WHAT THE EXERCISE ASKS:
Return the data that follows exactly, with each line intact.

Stored entries:
·····
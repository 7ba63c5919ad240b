//! Access-token validation.
//!
//! Validation is deliberately refresh-free: the validator answers "who is
//! behind this token" and nothing else, which keeps it independently
//! testable from rotation. Refreshing on failure is the edge's job.

use std::sync::Arc;

use crate::domain::foundation::{AuthError, Identity};
use crate::ports::{AuthorityError, CredentialAuthority};

/// Checks a presented access token against the credential authority.
#[derive(Clone)]
pub struct TokenValidator {
    authority: Arc<dyn CredentialAuthority>,
}

impl TokenValidator {
    pub fn new(authority: Arc<dyn CredentialAuthority>) -> Self {
        Self { authority }
    }

    /// Resolve the identity behind an access token.
    ///
    /// An empty token short-circuits to `Unauthenticated` without touching
    /// the authority. Any explicit authority rejection also maps to
    /// `Unauthenticated`; only transport-level trouble is reported as
    /// `AuthorityUnavailable` so callers can distinguish "bad token" from
    /// "no answer".
    pub async fn validate(&self, access_token: &str) -> Result<Identity, AuthError> {
        if access_token.is_empty() {
            return Err(AuthError::Unauthenticated);
        }

        match self.authority.get_user(access_token).await {
            Ok(identity) => Ok(identity),
            Err(AuthorityError::Rejected { status, message }) => {
                tracing::debug!(status, %message, "access token rejected");
                Err(AuthError::Unauthenticated)
            }
            Err(AuthorityError::Unavailable(detail)) => {
                tracing::error!(%detail, "authority unavailable during validation");
                Err(AuthError::AuthorityUnavailable(detail))
            }
        }
    }
}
·····
FINAL ANSWER:
repository 7ba63c5919ad240b
//! Access-token validation.
//!
//! Validation is deliberately refresh-free: the validator answers "who is
//! behind this token" and nothing else, which keeps it independently
//! testable from rotation. Refreshing on failure is the edge's job.

use std::sync::Arc;

use crate::domain::foundation::{AuthError, Identity};
use crate::ports::{AuthorityError, CredentialAuthority};

/// Checks a presented access token against the credential authority.
#[derive(Clone)]
pub struct TokenValidator {
    authority: Arc<dyn CredentialAuthority>,
}

impl TokenValidator {
    pub fn new(authority: Arc<dyn CredentialAuthority>) -> Self {
        Self { authority }
    }

    /// Resolve the identity behind an access token.
    ///
    /// An empty token short-circuits to `Unauthenticated` without touching
    /// the authority. Any explicit authority rejection also maps to
    /// `Unauthenticated`; only transport-level trouble is reported as
    /// `AuthorityUnavailable` so callers can distinguish "bad token" from
    /// "no answer".
    pub async fn validate(&self, access_token: &str) -> Result<Identity, AuthError> {
        if access_token.is_empty() {
            return Err(AuthError::Unauthenticated);
        }

        match self.authority.get_user(access_token).await {
            Ok(identity) => Ok(identity),
            Err(AuthorityError::Rejected { status, message }) => {
                tracing::debug!(status, %message, "access token rejected");
                Err(AuthError::Unauthenticated)
            }
            Err(AuthorityError::Unavailable(detail)) => {
                tracing::error!(%detail, "authority unavailable during validation");
                Err(AuthError::AuthorityUnavailable(detail))
            }
        }
    }
}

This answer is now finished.